WHAT YOU ARE ASKED TO DO ▸
Copy every line from the one containing "let t = ((iso" through the last line of the records below, both included, and nothing else.

***** RECORDS TO USE

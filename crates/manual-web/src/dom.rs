use manual_core::{PIXEL_RATIO_MAX, PIXEL_RATIO_MIN};
use wasm_bindgen::JsCast;
use web_sys as web;

#[inline]
pub fn window_document() -> Option<web::Document> {
    web::window().and_then(|w| w.document())
}

/// Look up a required element by id and cast it to the expected type.
pub fn element_by_id<T: JsCast>(document: &web::Document, id: &str) -> anyhow::Result<T> {
    document
        .get_element_by_id(id)
        .ok_or_else(|| anyhow::anyhow!("missing #{}", id))?
        .dyn_into::<T>()
        .map_err(|e| anyhow::anyhow!(format!("#{} has the wrong type: {:?}", id, e)))
}

#[inline]
pub fn add_click_listener(
    document: &web::Document,
    element_id: &str,
    mut handler: impl FnMut() + 'static,
) {
    if let Some(el) = document.get_element_by_id(element_id) {
        let closure =
            wasm_bindgen::closure::Closure::wrap(Box::new(move || handler()) as Box<dyn FnMut()>);
        _ = el.add_event_listener_with_callback("click", closure.as_ref().unchecked_ref());
        closure.forget();
    }
}

/// Device pixel ratio, clamped to the range the scenes are laid out for.
pub fn pixel_ratio() -> f32 {
    let dpr = web::window().map(|w| w.device_pixel_ratio()).unwrap_or(1.0) as f32;
    if dpr.is_finite() {
        dpr.clamp(PIXEL_RATIO_MIN, PIXEL_RATIO_MAX)
    } else {
        PIXEL_RATIO_MIN
    }
}

/// Keep the canvas backing store at CSS size times the clamped pixel ratio.
/// Returns the ratio used.
pub fn sync_canvas_backing_size(canvas: &web::HtmlCanvasElement) -> f32 {
    let dpr = pixel_ratio();
    let w_px = (canvas.client_width() as f32 * dpr).floor() as u32;
    let h_px = (canvas.client_height() as f32 * dpr).floor() as u32;
    if canvas.width() != w_px.max(1) {
        canvas.set_width(w_px.max(1));
    }
    if canvas.height() != h_px.max(1) {
        canvas.set_height(h_px.max(1));
    }
    dpr
}

pub fn set_body_class(document: &web::Document, class: &str, on: bool) {
    if let Some(body) = document.body() {
        let list = body.class_list();
        _ = if on {
            list.add_1(class)
        } else {
            list.remove_1(class)
        };
    }
}
//! Pure mappings from exposure settings to the visual parameters a scene
//! renders with. Nothing in here holds state.

use crate::constants::*;
use crate::exposure::ExposureState;

/// Per-scene tuning of the shared effect curves.
#[derive(Clone, Copy, Debug, PartialEq)]
pub struct EffectProfile {
    pub max_motion_samples: u32,
    pub max_dof_blur_px: f64,
    pub wash_gain: f64,
    pub wash_cap: f64,
    pub ghost_alpha_base: f32,
    pub ghost_alpha_span: f32,
}

impl EffectProfile {
    pub const RUNNER: EffectProfile = EffectProfile {
        max_motion_samples: 18,
        max_dof_blur_px: 6.0,
        wash_gain: 0.4,
        wash_cap: 0.8,
        ghost_alpha_base: 0.08,
        ghost_alpha_span: 0.22,
    };

    pub const WATERFALL: EffectProfile = EffectProfile {
        max_motion_samples: 24,
        max_dof_blur_px: 7.0,
        wash_gain: 0.5,
        wash_cap: 0.9,
        ghost_alpha_base: 0.05,
        ghost_alpha_span: 0.12,
    };
}

/// Everything a scene needs from the current exposure for one frame.
#[derive(Clone, Copy, Debug, PartialEq)]
pub struct Effects {
    pub exposure: f64,
    pub dof: f64,
    pub blur_px: u32,
    pub motion_samples: u32,
    pub wash_alpha: f32,
    pub grain: f64,
}

impl Effects {
    pub fn derive(exposure: &ExposureState, profile: &EffectProfile) -> Self {
        let e = exposure.compute_exposure();
        Self {
            exposure: e,
            dof: dof_amount(exposure.aperture()),
            blur_px: dof_blur_px(exposure.aperture(), profile.max_dof_blur_px),
            motion_samples: motion_sample_count(
                exposure.shutter_seconds(),
                profile.max_motion_samples,
            ),
            wash_alpha: wash_alpha(e, profile.wash_gain, profile.wash_cap),
            grain: grain_intensity(exposure.iso()),
        }
    }
}

/// Background defocus in `[0, 1]`: 1 wide open, 0 once `ln(aperture)`
/// reaches `DOF_LOG_APERTURE_SHARP`.
pub fn dof_amount(aperture: f64) -> f64 {
    if !(aperture > 0.0) {
        return 1.0;
    }
    ((DOF_LOG_APERTURE_SHARP - aperture.ln()) / DOF_LOG_APERTURE_SHARP).clamp(0.0, 1.0)
}

pub fn dof_blur_px(aperture: f64, max_px: f64) -> u32 {
    (dof_amount(aperture) * max_px.max(0.0)).round() as u32
}

/// Number of ghost copies for motion blur, from 1 at the fastest shutter up
/// to `max` at `SHUTTER_MAX_SEC`.
pub fn motion_sample_count(shutter_seconds: f64, max: u32) -> u32 {
    let max = max.max(1);
    let t = (shutter_seconds / SHUTTER_MAX_SEC).clamp(0.0, 1.0);
    let t = if t.is_nan() { 0.0 } else { t };
    let n = (1.0 + (max as f64 - 1.0) * t).round();
    (n as u32).clamp(1, max)
}

/// Distance travelled while the shutter is open.
pub fn trail_length(speed: f64, shutter_seconds: f64) -> f64 {
    speed * shutter_seconds
}

/// Opacity of the ghost at fraction `t` along the trail (0 = newest).
pub fn ghost_alpha(t: f32, base: f32, span: f32) -> f32 {
    (base + (1.0 - t.clamp(0.0, 1.0)) * span).clamp(0.0, 1.0)
}

/// Additive over-exposure wash; zero until the exposure passes 1.
pub fn wash_alpha(exposure: f64, gain: f64, cap: f64) -> f32 {
    if !(exposure > 1.0) {
        return 0.0;
    }
    ((exposure - 1.0) * gain).clamp(0.0, cap) as f32
}

pub fn grain_intensity(iso: f64) -> f64 {
    let t = ((iso - ISO_MIN) / (ISO_MAX - ISO_MIN)).clamp(0.0, 1.0);
    if t.is_nan() {
        return 0.0;
    }
    t * GRAIN_MAX_INTENSITY
}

**********

REPLY ▸
    let t = ((iso - ISO_MIN) / (ISO_MAX - ISO_MIN)).clamp(0.0, 1.0);
    if t.is_nan() {
        return 0.0;
    }
    t * GRAIN_MAX_INTENSITY
}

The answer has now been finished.